As for the burgermenu, I'll take a look at that; thanks for the pointer. I'm
currently playing with this alongside Pure (which I'm also interested in for
many of the same reasons - namely, the lack of JavaScript, the small
footprint, and not being some giant clusterfsck like Bootstrap and Groundwork
tend to be), and one advantage of Picnic in comparison to that is that the
menu actually shrinks down to a burgermenu without the need for Javascript (as
far as I can tell; with Pure, that doesn't seem to be the case).

------
fest
CSS/HTML frameworks like these are very well suited for web interfaces running
on embedded microcontrollers, where storage comes at premium and design
requirements are moderate.

Looking forward to actually trying this in near future!

------
j79
One thing I noticed missing (or that you should consider) is keyboard
accessibility.

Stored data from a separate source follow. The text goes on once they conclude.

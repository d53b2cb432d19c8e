//! Core data types for conversations and the engine wire protocol.

mod conversation;
mod envelope;
mod turn;

pub use conversation::Conversation;
pub use envelope::{
    Analysis, ChatRequest, ChatResponse, HistoryEntry, KnowledgeResponse, RecordSummary,
    UploadResponse,
};
pub use turn::{Turn, TurnRole};
#[cfg(test)]
mod tests {
    use std::collections::VecDeque;
    use std::sync::Mutex;

    use async_trait::async_trait;

    use super::*;
    use crate::types::{Analysis, ChatResponse, KnowledgeResponse, TurnRole};

    /// What the scripted gateway should do before answering a chat.
    #[derive(Debug, Copy, Clone, PartialEq, Eq)]
    enum ChatBehavior {
        Answer,
        CancelFirst,
    }

    struct ScriptedGateway {
        behavior: ChatBehavior,
        replies: Mutex<VecDeque<Result<ChatResponse>>>,
        seen: Mutex<Vec<ChatRequest>>,
        upload_result: Option<Result<UploadResponse>>,
        records: Vec<RecordSummary>,
        facts: Vec<String>,
    }

    impl ScriptedGateway {
        fn answering(replies: Vec<Result<ChatResponse>>) -> Self {
            Self {
                behavior: ChatBehavior::Answer,
                replies: Mutex::new(replies.into_iter().collect()),
                seen: Mutex::new(Vec::new()),
                upload_result: None,
                records: Vec::new(),
                facts: Vec::new(),
            }
        }

        fn cancelling(reply: Result<ChatResponse>) -> Self {
            let mut gateway = Self::answering(vec![reply]);
            gateway.behavior = ChatBehavior::CancelFirst;
            gateway
        }
    }

    #[async_trait]
    impl EngineGateway for ScriptedGateway {
        async fn chat(
            &self,
            request: ChatRequest,
            cancel: &CancellationToken,
        ) -> Result<ChatResponse> {
            self.seen.lock().unwrap().push(request);
            if self.behavior == ChatBehavior::CancelFirst {
                cancel.cancel();
            }
            self.replies
                .lock()
                .unwrap()
                .pop_front()
                .unwrap_or_else(|| Err(Error::connection("script exhausted", None)))
        }

        async fn upload(&self, _path: &Path) -> Result<UploadResponse> {
            self.upload_result
                .clone()
                .unwrap_or_else(|| Err(Error::upload("document", "no script")))
        }

        async fn open(&self, path: &str) -> Result<OpenOutcome> {
            Ok(OpenOutcome {
                opened: true,
                message: format!("Opened {path}"),
            })
        }

        async fn knowledge(&self) -> Result<KnowledgeResponse> {
            Ok(KnowledgeResponse {
                facts: self.facts.clone(),
            })
        }

        async fn records(&self) -> Result<Vec<RecordSummary>> {
            Ok(self.records.clone())
        }

        async fn health(&self) -> Result<()> {
            Ok(())
        }
    }

    fn reply(text: &str, duration: f64) -> Result<ChatResponse> {
        Ok(ChatResponse {
            reply: text.to_string(),
            duration,
        })
    }

    fn session(gateway: ScriptedGateway) -> ChatSession<ScriptedGateway> {
        ChatSession::new(gateway, ChatConfig::new())
    }

    #[tokio::test]
    async fn resolved_exchange_appends_both_turns() {
        let mut session = session(ScriptedGateway::answering(vec![reply("the answer", 1.2)]));
        let outcome = session.submit("what is 2+2?").await.unwrap();

        assert!(matches!(
            outcome,
            ExchangeOutcome::Resolved { elapsed_seconds } if elapsed_seconds == 1.2
        ));
        let turns = session.turns();
        assert_eq!(turns.len(), 2);
        assert_eq!(turns[0].role, TurnRole::User);
        assert_eq!(turns[0].content, "what is 2+2?");
        assert_eq!(turns[1].role, TurnRole::Assistant);
        assert_eq!(turns[1].content, "the answer");
        assert_eq!(turns[1].elapsed_seconds, Some(1.2));
    }

    #[tokio::test]
    async fn resolved_exchange_survives_transcript_save_failure() {
        let gateway = ScriptedGateway::answering(vec![reply("the answer", 1.2)]);
        let config = ChatConfig::new().with_transcript_path(Some(PathBuf::from(
            "/nonexistent-root-dir/omnimind/transcript.json",
        )));
        let mut session = ChatSession::new(gateway, config);

        let outcome = session.submit("what is 2+2?").await.unwrap();
        assert!(matches!(outcome, ExchangeOutcome::Resolved { .. }));
        let turns = session.turns();
        assert_eq!(turns.len(), 2);
        assert_eq!(turns[1].content, "the answer");
    }

    #[tokio::test]
    async fn empty_query_rejected_without_turns() {
        let mut session = session(ScriptedGateway::answering(vec![]));
        let err = session.submit("   ").await.unwrap_err();
        assert!(err.is_validation());
        assert!(session.turns().is_empty());
    }

    #[tokio::test]
    async fn history_excludes_the_current_query() {
        let gateway = ScriptedGateway::answering(vec![reply("four", 0.5), reply("six", 0.5)]);
        let mut session = session(gateway);

        session.submit("what is 2+2?").await.unwrap();
        session.submit("and 2+4?").await.unwrap();

        let seen = session.gateway.seen.lock().unwrap();
        assert!(seen[0].history.is_empty());
        assert_eq!(seen[1].query, "and 2+4?");
        assert_eq!(seen[1].history.len(), 2);
        assert_eq!(seen[1].history[0].content, "what is 2+2?");
        assert_eq!(seen[1].history[1].content, "four");
    }

    #[tokio::test]
    async fn failure_appends_diagnostic_naming_the_engine() {
        let gateway =
            ScriptedGateway::answering(vec![Err(Error::connection("connection refused", None))]);
        let mut session = session(gateway);

        let outcome = session.submit("hello?").await.unwrap();
        assert!(matches!(
            outcome,
            ExchangeOutcome::Failed { error } if error.is_transport()
        ));

        let turns = session.turns();
        assert_eq!(turns.len(), 2);
        assert_eq!(turns[0].content, "hello?");
        assert!(turns[1].content.contains("http://localhost:8000"));
        assert!(turns[1].content.contains("connection refused"));
        assert!(session.take_restored_input().is_none());
    }

    #[tokio::test]
    async fn cancellation_restores_input_and_appends_notice() {
        let gateway = ScriptedGateway::cancelling(Err(Error::cancelled("aborted")));
        let mut session = session(gateway);

        let outcome = session.submit("slow question").await.unwrap();
        assert!(matches!(outcome, ExchangeOutcome::Cancelled));

        let turns = session.turns();
        assert_eq!(turns.len(), 2);
        assert_eq!(turns[1].content, INTERRUPTED_NOTICE);
        assert_eq!(
            session.take_restored_input().as_deref(),
            Some("slow question")
        );
        // The restored input is consumed.
        assert!(session.take_restored_input().is_none());
    }

    #[tokio::test]
    async fn late_reply_loses_to_the_cancel() {
        // The gateway cancels the token but still produces a reply; the
        // session must discard it.
        let gateway = ScriptedGateway::cancelling(reply("too late", 9.9));
        let mut session = session(gateway);

        let outcome = session.submit("never mind").await.unwrap();
        assert!(matches!(outcome, ExchangeOutcome::Cancelled));
        assert!(session.turns().iter().all(|t| t.content != "too late"));
        assert_eq!(session.turns()[1].content, INTERRUPTED_NOTICE);
    }

    #[tokio::test]
    async fn session_is_usable_after_cancellation() {
        let gateway = ScriptedGateway::cancelling(Err(Error::cancelled("aborted")));
        let mut session = session(gateway);
        session.submit("first try").await.unwrap();

        session.gateway.behavior = ChatBehavior::Answer;
        session
            .gateway
            .replies
            .lock()
            .unwrap()
            .push_back(reply("second answer", 0.3));

        let outcome = session.submit("first try, corrected").await.unwrap();
        assert!(matches!(outcome, ExchangeOutcome::Resolved { .. }));
        assert_eq!(session.turns().len(), 4);
    }

    #[tokio::test]
    async fn upload_success_appends_processing_turns() {
        let mut gateway = ScriptedGateway::answering(vec![]);
        gateway.upload_result = Some(Ok(UploadResponse {
            status: Some("success".to_string()),
            file: Some("quote.pdf".to_string()),
            analysis: Some(Analysis {
                kind: Some("Vendor Quote".to_string()),
                summary: Some("Steel, 4 weeks.".to_string()),
            }),
        }));
        gateway.records = vec![RecordSummary {
            id: Some(1),
            vendor_name: Some("Acme".to_string()),
            material: None,
            total: None,
            currency: None,
            delivery_weeks: None,
            payment_terms: None,
            date: None,
        }];
        let mut session = session(gateway);

        session.upload(Path::new("/tmp/quote.pdf")).await.unwrap();

        let turns = session.turns();
        assert_eq!(turns.len(), 2);
        assert_eq!(turns[0].content, "Processing **quote.pdf**...");
        assert!(turns[1].content.contains("File Processed: quote.pdf"));
        assert!(turns[1].content.contains("Vendor Quote"));
        // Upload triggers a records refresh.
        assert_eq!(session.records().len(), 1);
    }

    #[tokio::test]
    async fn upload_failure_appends_failure_turn() {
        let mut gateway = ScriptedGateway::answering(vec![]);
        gateway.upload_result = Some(Err(Error::upload("quote.pdf", "unsupported format")));
        let mut session = session(gateway);

        let err = session.upload(Path::new("/tmp/quote.pdf")).await.unwrap_err();
        assert!(err.is_upload());

        let turns = session.turns();
        assert_eq!(turns.len(), 2);
        assert!(turns[1].content.contains("Processing Failed"));
        assert!(turns[1].content.contains("quote.pdf"));
    }

    #[tokio::test]
    async fn clear_resets_the_conversation() {
        let mut session = session(ScriptedGateway::answering(vec![reply("hi", 0.1)]));
        session.submit("hello").await.unwrap();
        assert_eq!(session.turns().len(), 2);

        session.clear();
        assert!(session.turns().is_empty());
    }

    #[tokio::test]
    async fn stats_count_outcomes() {
        let gateway = ScriptedGateway::answering(vec![
            reply("ok", 0.1),
            Err(Error::connection("refused", None)),
        ]);
        let mut session = session(gateway);
        session.submit("one").await.unwrap();
        session.submit("two").await.unwrap();

        let stats = session.stats();
        assert_eq!(stats.exchange_count, 2);
        assert_eq!(stats.failed_count, 1);
        assert_eq!(stats.cancelled_count, 0);
        assert_eq!(stats.turn_count, 4);
        assert_eq!(stats.engine_url, "http://localhost:8000");
    }

    #[tokio::test]
    async fn concurrent_submission_is_refused_without_turns() {
        let mut session = session(ScriptedGateway::answering(vec![]));
        // Simulate an outstanding exchange.
        session.cancel.arm(CancellationToken::new());

        let err = session.submit("second query").await.unwrap_err();
        assert!(err.is_validation());
        assert!(session.turns().is_empty());
        session.cancel.disarm();
    }

    #[tokio::test]
    async fn unarmed_cancel_is_a_no_op() {
        let session = session(ScriptedGateway::answering(vec![]));
        let handle = session.cancel_handle();
        assert!(!handle.is_armed());
        assert!(!handle.cancel());
    }
}
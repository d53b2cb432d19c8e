use serde::{Deserialize, Serialize};

/// Role of a turn in a conversation.
#[derive(Debug, Copy, Clone, PartialEq, Eq, Hash, Serialize, Deserialize)]
#[serde(rename_all = "lowercase")]
pub enum TurnRole {
    /// User role.
    User,

    /// Assistant role.
    Assistant,
}

/// One message in a conversation.
///
/// Turns are immutable once appended to a [`Conversation`]: they are
/// created when a request is submitted (user turn) or when it resolves,
/// fails, or is cancelled (assistant turn), and never mutated afterward.
///
/// [`Conversation`]: crate::types::Conversation
#[derive(Debug, Clone, PartialEq, Serialize, Deserialize)]
pub struct Turn {
    /// The role of the turn.
    pub role: TurnRole,

    /// The formatted text content of the turn.
    pub content: String,

    /// Wall-clock seconds the engine spent producing this reply.
    ///
    /// Only present on assistant turns that completed a request. This is
    /// display metadata; it is never sent back to the engine.
    #[serde(default, skip_serializing_if = "Option::is_none")]
    pub elapsed_seconds: Option<f64>,
}

impl Turn {
    /// Create a new user turn.
    pub fn user(content: impl Into<String>) -> Self {
        Self {
            role: TurnRole::User,
            content: content.into(),
            elapsed_seconds: None,
        }
    }

    /// Create a new assistant turn.
    pub fn assistant(content: impl Into<String>) -> Self {
        Self {
            role: TurnRole::Assistant,
            content: content.into(),
            elapsed_seconds: None,
        }
    }

    /// Create a new assistant turn that completed a request, carrying the
    /// engine-reported duration.
    pub fn assistant_timed(content: impl Into<String>, elapsed_seconds: f64) -> Self {
        Self {
            role: TurnRole::Assistant,
            content: content.into(),
            elapsed_seconds: Some(elapsed_seconds),
        }
    }
}

#[cfg(test)]
mod tests {
    use super::*;
    use serde_json::{json, to_value};

    #[test]
    fn user_turn_serializes_without_duration() {
        let turn = Turn::user("list files");
        let json = to_value(&turn).unwrap();
        assert_eq!(
            json,
            json!({
                "role": "user",
                "content": "list files"
            })
        );
    }

    #[test]
    fn timed_assistant_turn_keeps_duration() {
        let turn = Turn::assistant_timed("done", 1.2);
        assert_eq!(turn.role, TurnRole::Assistant);
        assert_eq!(turn.elapsed_seconds, Some(1.2));
        let json = to_value(&turn).unwrap();
        assert_eq!(
            json,
            json!({
                "role": "assistant",
                "content": "done",
                "elapsed_seconds": 1.2
            })
        );
    }

    #[test]
    fn turn_deserialization_tolerates_missing_duration() {
        let turn: Turn = serde_json::from_value(json!({
            "role": "assistant",
            "content": "hello"
        }))
        .unwrap();
        assert_eq!(turn.elapsed_seconds, None);
    }
}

If I tab through the page, I quickly get lost where I'm at
(until I focus on an text input element).

------
lauriswtf
Buttons in top nav have incorrect line-height -
[https://www.dropbox.com/s/xqqg1hpovghk827/Screenshot%202014-...](https://www.dropbox.com/s/xqqg1hpovghk827/Screenshot%202014-09-14%2020.22.01.png?dl=0)

I added ``line-height: 1.4em;`` in dev tools and now they look ok -
[https://www.dropbox.com/s/ksxu15t9rrofxti/Screenshot%202014-...](https://www.dropbox.com/s/ksxu15t9rrofxti/Screenshot%202014-09-14%2020.22.45.png?dl=0)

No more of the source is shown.